- Church: Church of England
- Diocese: Diocese of Durham
- Predecessor: Paul Butler
- Previous post: Archdeacon of Auckland (2018–2026)

Orders
- Consecration: 30 April 2026 by Stephen Cottrell

Personal details
- Born: 5 July 1966 (age 60)
- Denomination: Anglican

= Rick Simpson (bishop) =

British Anglican priest (born 1966)

Richard Lee "Rick" Simpson (born 5 July 1966) is a British Anglican bishop. Since 2026, he has been Bishop of Durham. He was the Archdeacon of Auckland in the Diocese of Durham from 2018 to 2026.

==Early life and education==
Simpson was born on 5 July 1966. He studied theology at Keble College, Oxford, graduating with a Bachelor of Arts (BA) degree in 1988. He was president of the Oxford Inter-Collegiate Christian Union in 1986. He then undertook teacher training at Westminster College, Oxford, and completed his Postgraduate Certificate in Education (PGCE) in 1989. He returned to Keble for postgraduate study and graduated with a Master of Philosophy (MPhil) degree in 1991. From 1991 to 1993, he trained for ordained ministry at Wycliffe Hall, Oxford, an evangelical Anglican theological college.

==Ordained ministry==
Simpson was ordained in the Church of England as a deacon in 1993 and as a priest in 1994. He was a curate in Heaton, Newcastle until 1997. He was Priest in charge of Holy Trinity, Jesmond from 1997 to 2006; and then of St Brandon, Brancepeth from 2006. In addition to his parish ministry, he was involved in the training of the next generation of Anglican clergy: first as director of initial ministerial education for the Dioceses of Durham and Newcastle from 2006 to 2009; and then as a formational tutor with the Lindisfarne Regional Training Partnership from 2009 to 2018.

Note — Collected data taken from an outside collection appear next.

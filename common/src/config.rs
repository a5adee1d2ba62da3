//! クライアント設定
//!
//! ページに埋め込まれた `<script id="app-config" type="application/json">` から読み込む。
//! 省略された項目は既定値になる。

use serde::{Deserialize, Serialize};

use crate::error::{Error, Result};
use crate::notifier::NotificationKind;

#[derive(Debug, Clone, PartialEq, Serialize, Deserialize)]
#[serde(rename_all = "camelCase", default)]
pub struct ClientConfig {
    pub refresh_url: String,
    pub data_url: String,
    pub video_url: String,
    pub available_dates_url: String,

    /// チェックボックス変更の待ち時間
    pub debounce_ms: u32,
    pub search_reload_delay_ms: u32,
    pub refresh_reload_delay_ms: u32,
    pub focus_delay_ms: u32,
    pub notification_ms: u32,
    pub error_notification_ms: u32,
    pub exit_animation_ms: u32,
    pub clock_refresh_ms: u32,

    /// 分割読み込み
    pub preload: bool,
    pub batch_limit: u32,
    pub batch_pause_ms: u32,
    pub batch_start_delay_ms: u32,

    /// 日付列（1始まり）
    pub date_column: u32,

    /// データが存在する日付。未指定ならAPIから取得する
    pub available_dates: Option<Vec<String>>,

    /// `error` / `warn` / `info` / `debug` / `trace`
    pub log_level: String,
}

impl Default for ClientConfig {
    fn default() -> Self {
        Self {
            refresh_url: "/api/refresh".into(),
            data_url: "/api/data".into(),
            video_url: "/api/video".into(),
            available_dates_url: "/api/available-dates".into(),
            debounce_ms: 300,
            search_reload_delay_ms: 1000,
            refresh_reload_delay_ms: 1500,
            focus_delay_ms: 100,
            notification_ms: 3000,
            error_notification_ms: 5000,
            exit_animation_ms: 300,
            clock_refresh_ms: 60_000,
            preload: false,
            batch_limit: 100,
            batch_pause_ms: 500,
            batch_start_delay_ms: 1000,
            date_column: 6,
            available_dates: None,
            log_level: "info".into(),
        }
    }
}

impl ClientConfig {
    pub fn from_json(json: &str) -> Result<Self> {
        let config: ClientConfig = serde_json::from_str(json)?;
        config.validate()?;
        Ok(config)
    }

    fn validate(&self) -> Result<()> {
        if self.batch_limit == 0 {
            return Err(Error::Config("batchLimit は1以上を指定してください".into()));
        }
        if self.date_column == 0 {
            return Err(Error::Config("dateColumn は1以上を指定してください".into()));
        }
        Ok(())
    }

    /// 通知の表示時間（エラーは長め）
    pub fn notification_duration_ms(&self, kind: NotificationKind) -> u32 {
        match kind {
            NotificationKind::Error => self.error_notification_ms,
            _ => self.notification_ms,
        }
    }
}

He was announced as the next Archdeacon of Auckland in October 2017. He was installed as archdeacon during a service at Durham Cathedral on 11 February 2018.

===Episcopal ministry===
On 19 February 2026, Simpson was announced as the next Bishop of Durham, vacant following the retirement of Paul Butler. He was elected by the College of Canons during a ceremony at Durham Cathedral on 11 March 2026, and the confirmation of election took place at York Minster on 29 April. He was consecrated as a bishop by Stephen Cottrell, Archbishop of York, during a service on 30 April 2026 at York Minster. He was installed as the 80th Bishop of Durham during a service at Durham Cathedral on Sunday 7 June.

As the fourth most senior bishop in the Church of England, he is one of five bishops who have ex-officio seats as Lords Spiritual in the House of Lords.